Department of Energy (DOE)

The House would provide an increase of $259 million over FY16 for DOE; the Senate $355 million over last year.  The DOE Office of Science would be funded at $5.4 billion in both bills, a $50 million or 1% increase over last year.  Both branches would provide flat funding for the Advanced Research Projects Agency-Energy (ARPA-E) program and the Basic Energy Sciences program.  The House has proposed to cut the Office of Energy Efficiency and Renewable Energy by $248 million or 12 percent from FY16, while the Senate would level fund the program.  Similarly, the House would cut Biological and Environmental Research by $14 million, while the Senate would increase the program by $28 million.

National Aeronautics and Space Administration (NASA)

The House bill provides $19.508 billion for NASA overall, $223 million above FY16 and $1.245 billion above the President’s request.  The Senate would boost NASA by $21 million overall.  One of the more notable sections of the House report would mandate NASA to contract an independent feasibility study on transitioning its centers to Federally Funded Research and Development Centers (FFRDCs).  The model, where a university or nonprofit organization manages an R&D facility on behalf of the Federal Government, is how NASA’s Jet Propulsion Laboratory (JPL) is operated.  The report would also detail ways in which NASA centers can work more collaboratively with academia and industry. The Space Technology Mission Directorate (STMD) would receive $739.2 million in FY 2017, $52.7 million or 7.7 percent above the FY 2016 enacted level.  The FY 2017 Senate mark, by comparison, would keep funding for STMD flat at $686.5 million. 

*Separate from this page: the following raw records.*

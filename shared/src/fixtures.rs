//! Static sample data standing in for the user's saved cards and addresses.

use crate::{Address, CardBrand, CardType, PaymentCard};

pub fn mock_addresses() -> Vec<Address> {
    vec![
        Address {
            id: "addr-1".to_string(),
            street: "Av. Paulista, 1000".to_string(),
            neighborhood: "Bela Vista".to_string(),
            city: "São Paulo".to_string(),
            state: "SP".to_string(),
            zip_code: "01310-100".to_string(),
            is_default: true,
        },
        Address {
            id: "addr-2".to_string(),
            street: "Rua das Flores, 250".to_string(),
            neighborhood: "Centro".to_string(),
            city: "Curitiba".to_string(),
            state: "PR".to_string(),
            zip_code: "80010-000".to_string(),
            is_default: false,
        },
        Address {
            id: "addr-3".to_string(),
            street: "Rua Visconde de Pirajá, 414".to_string(),
            neighborhood: "Ipanema".to_string(),
            city: "Rio de Janeiro".to_string(),
            state: "RJ".to_string(),
            zip_code: "22410-002".to_string(),
            is_default: false,
        },
    ]
}

pub fn mock_cards() -> Vec<PaymentCard> {
    vec![
        PaymentCard {
            id: "card-1".to_string(),
            brand: CardBrand::Mastercard,
            last_four_digits: "5367".to_string(),
            holder_name: "João Pereira".to_string(),
            card_type: CardType::Credit,
            is_default: true,
            address_id: Some("addr-1".to_string()),
            nickname: Some("Cartão Pessoal".to_string()),
        },
        PaymentCard {
            id: "card-2".to_string(),
            brand: CardBrand::Visa,
            last_four_digits: "1234".to_string(),
            holder_name: "Ana Silva".to_string(),
            card_type: CardType::Debit,
            is_default: false,
            address_id: None,
            nickname: None,
        },
        PaymentCard {
            id: "card-3".to_string(),
            brand: CardBrand::Visa,
            last_four_digits: "9012".to_string(),
            holder_name: "João Pereira".to_string(),
            card_type: CardType::Credit,
            is_default: false,
            address_id: Some("addr-2".to_string()),
            nickname: Some("Cartão da Empresa".to_string()),
        },
    ]
}

#[cfg(test)]
mod tests {
    use super::*;
    use crate::find_address;

    #[test]
    fn test_card_addresses_resolve() {
        let addresses = mock_addresses();
        for card in mock_cards() {
            if let Some(address_id) = &card.address_id {
                assert!(
                    find_address(&addresses, address_id).is_some(),
                    "card {} points at missing address {}",
                    card.id,
                    address_id
                );
            }
        }
    }

    #[test]
    fn test_single_default_entries() {
        assert_eq!(mock_cards().iter().filter(|c| c.is_default).count(), 1);
        assert_eq!(mock_addresses().iter().filter(|a| a.is_default).count(), 1);
    }

    #[test]
    fn test_ids_are_unique() {
        let mut card_ids: Vec<_> = mock_cards().into_iter().map(|c| c.id).collect();
        card_ids.sort();
        card_ids.dedup();
        assert_eq!(card_ids.len(), mock_cards().len());

        let mut address_ids: Vec<_> = mock_addresses().into_iter().map(|a| a.id).collect();
        address_ids.sort();
        address_ids.dedup();
        assert_eq!(address_ids.len(), mock_addresses().len());
    }
}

Department of Homeland Security (DHS)

The Senate funding bill provides $661 million for the DHS Science and Technology Directorate (S&T), a $6 million increase over FY16.  Included in the bill is $40.5 million for the University Programs Accountwhich funds our ALERT Center and Center on Critical Infrastructure Resiliency, on which Northeastern is a partner.   This level of funding is $776K above the request and would allow S&T to maintain at least 10 centers.  

National Endowment for the Humanities (NEH)

The House draft FY17 Interior Appropriations bill would increase funding for the NEH by $2 million to $150 million.  

As of this writing, neither branch has yet introduced a draft Labor-HHS-Education Appropriations Bill, which funds the NIH and the Department of Education.  That is likely to happen in June.  

With just a handful of legislative days left before the summer recess, it’s likely that Congress will need to enact a series of continuing resolutions (CRs) to keep the government operating until Congress can pass a final omnibus spending bill after the November election. 

State Budget Update

Lastly, this week the Massachusetts Senate also approved its version of the Commonwealth’s FY17 budget.  Included in the bill was $1 million for the Commercialization Seed Fund, which provides grants to help faculty transition new technologies from the lab to market.  Several faculty received seed grants from this program last year, making the university the largest beneficiary of the program in the state.  The Senate budget level funded the Massachusetts Office of Student Financial Assistance at the FY16 level, $1 million below the amount provided by the proposed House budget in April.  We will be working with legislative leaders to boost funding for both programs in the final budget.